When the legislation reached the Indiana Senate, though, the bill saw significant changes. These included changing the grades the protections would affect to only 9th through 12th grades and prohibiting students from controlling what was advertised in the publication.
However, Sen. Brandt Hershman, R-Buck Creek, killed the bill last week after learning the Indiana Department of Education was concerned with the bill’s language, which said protections would not be put in place if school administrators could prove the content to be “gratuitously profane.”
But student journalists don’t have to lose hope, yet. The bill’s language could potentially be placed in another House education bill.
Legislation aside, it’s important for students to have control over the content they publish. They are responsible for reporting on events and situations. By covering more controversial topics and hard-news, a gateway for more learning opportunities is opened to student journalists.
Students should be trusted by their administration to provide fair, accurate coverage to any and all topics that may affect their audience. High school is supposed to prepare students for the real world, but how can it do that when newspapers are censored? This censorship completely dishonors professional journalism.
If a student reported on teen pregnancy — something becoming more prevalent in high schools — the reporter could provide students with a variety of resources to turn to if they are searching for help.
If a student wrote about mental illness or suicide awareness, simply because people in their school are affected by it, they could provide important information about how to get help and who to reach out to.
Writing about controversial issues does not have to be a big deal. These stories can be informative and educational.

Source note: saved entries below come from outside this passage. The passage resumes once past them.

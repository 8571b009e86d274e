// crates/partition-hub-core/src/lib.rs
// ============================================================================
// Module: Partition Hub Core Library
// Description: Public API surface for the Partition Hub core.
// Purpose: Expose partition, credential, tool, and audit types plus interfaces.
// Dependencies: crate::{core, interfaces, audit}
// ============================================================================

//! ## Overview
//! Partition Hub core defines the shared vocabulary of the cross-partition
//! orchestration layer: the read-only partition registry, scoped credentials,
//! tool requests and results, the composite response, and the error taxonomy.
//! Components integrate through the async interfaces in [`interfaces`] so the
//! credential exchange, remote transport, and planner remain swappable.

// ============================================================================
// SECTION: Modules
// ============================================================================

pub mod audit;
pub mod core;
pub mod interfaces;

// ============================================================================
// SECTION: Re-Exports
// ============================================================================

pub use core::*;

pub use audit::AuditSink;
pub use audit::FileAuditSink;
pub use audit::HubAuditEvent;
pub use audit::HubAuditEventParams;
pub use audit::MemoryAuditSink;
pub use audit::NoopAuditSink;
pub use audit::StderrAuditSink;
pub use interfaces::CredentialBroker;
pub use interfaces::ToolInvoker;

Administrations need to understand the school newspaper is not a PR attempt or marketing tool. It is a way of informing the public of important issues surrounding the community. These publications teach student journalists how to be more efficient reporters. By reporting on real issues that matter, they get a feel for how journalism outside of a school campus works.
Student journalists deserve the right to report without fear of administrators censoring their work.

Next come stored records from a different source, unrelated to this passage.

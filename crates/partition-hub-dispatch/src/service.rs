// crates/partition-hub-dispatch/src/service.rs
// ============================================================================
// Module: Partition Service Interface
// Description: Contract between the dispatcher and a partition's operations.
// Purpose: Let one dispatcher front any partition-local dataset.
// Dependencies: serde, serde_json, crate::{arguments, table, store}
// ============================================================================

//! ## Overview
//! A [`PartitionService`] owns a read-only dataset loaded once at
//! construction, declares its operations, and supplies the decision table
//! used for untagged requests. Reloading means building a new service.

// ============================================================================
// SECTION: Imports
// ============================================================================

use serde::de::DeserializeOwned;
use serde_json::Value;

use crate::arguments::Arguments;
use crate::arguments::ParamSpec;
use crate::errors::DispatchError;
use crate::errors::ServiceLoadError;
use crate::store::ObjectStore;
use crate::table::DecisionTable;

// ============================================================================
// SECTION: Types
// ============================================================================

/// Declared operation of a partition service.
#[derive(Debug, Clone, Copy, PartialEq, Eq)]
pub struct OperationSpec {
    /// Operation name.
    pub name: &'static str,
    /// Declared parameters.
    pub params: &'static [ParamSpec],
}

/// Location of a partition dataset in the object store.
#[derive(Debug, Clone, PartialEq, Eq)]
pub struct DatasetLocation {
    /// Bucket name.
    pub bucket: String,
    /// Object key.
    pub key: String,
}

impl DatasetLocation {
    /// Creates a location.
    #[must_use]
    pub fn new(bucket: impl Into<String>, key: impl Into<String>) -> Self {
        Self {
            bucket: bucket.into(),
            key: key.into(),
        }
    }
}

// ============================================================================
// SECTION: Interface
// ============================================================================

/// Partition-local operations over a read-only dataset.
pub trait PartitionService: Send + Sync {
    /// Line-of-business label reported in payloads.
    fn lob(&self) -> &str;

    /// Declared operations.
    fn operations(&self) -> &'static [OperationSpec];

    /// Decision table for untagged requests.
    fn decision_table(&self) -> &DecisionTable;

    /// Runs `operation` against the dataset.
    ///
    /// # Errors
    ///
    /// Returns [`DispatchError`] for invalid arguments or unknown operations.
    fn execute(&self, operation: &str, arguments: &Arguments<'_>) -> Result<Value, DispatchError>;

    /// Looks up a declared operation by name.
    fn operation(&self, name: &str) -> Option<&'static OperationSpec> {
        self.operations().iter().find(|spec| spec.name == name)
    }
}

// ============================================================================
// SECTION: Helpers
// ============================================================================

/// Reads and parses a dataset document from the store.
///
/// # Errors
///
/// Returns [`ServiceLoadError`] when the object is missing or does not parse.
pub async fn load_dataset<T: DeserializeOwned>(
    store: &dyn ObjectStore,
    location: &DatasetLocation,
) -> Result<T, ServiceLoadError> {
    let bytes = store.get_object(&location.bucket, &location.key).await?;
    serde_json::from_slice(&bytes).map_err(|err| ServiceLoadError::Dataset {
        key: location.key.clone(),
        reason: err.to_string(),
    })
}

/// Rounds to two decimal places.
#[must_use]
pub fn round2(value: f64) -> f64 {
    (value * 100.0).round() / 100.0
}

OUR POSITION: The staff believes all student journalists should have the freedom to write what they choose.
The opinions, beliefs and view points expressed by the various authors in the opinion section do not necessarily reflect the opinions, beliefs and viewpoints of the entire The Franklin staff. Opinion editor Christina Ramey moderates the board and its members, including Brittney Corum, Matt Thomas and Ashley Steeb. Leigh Durphey, the executive editor, sits on the board. If you have an issue you would like the board to cover, email email@example.com.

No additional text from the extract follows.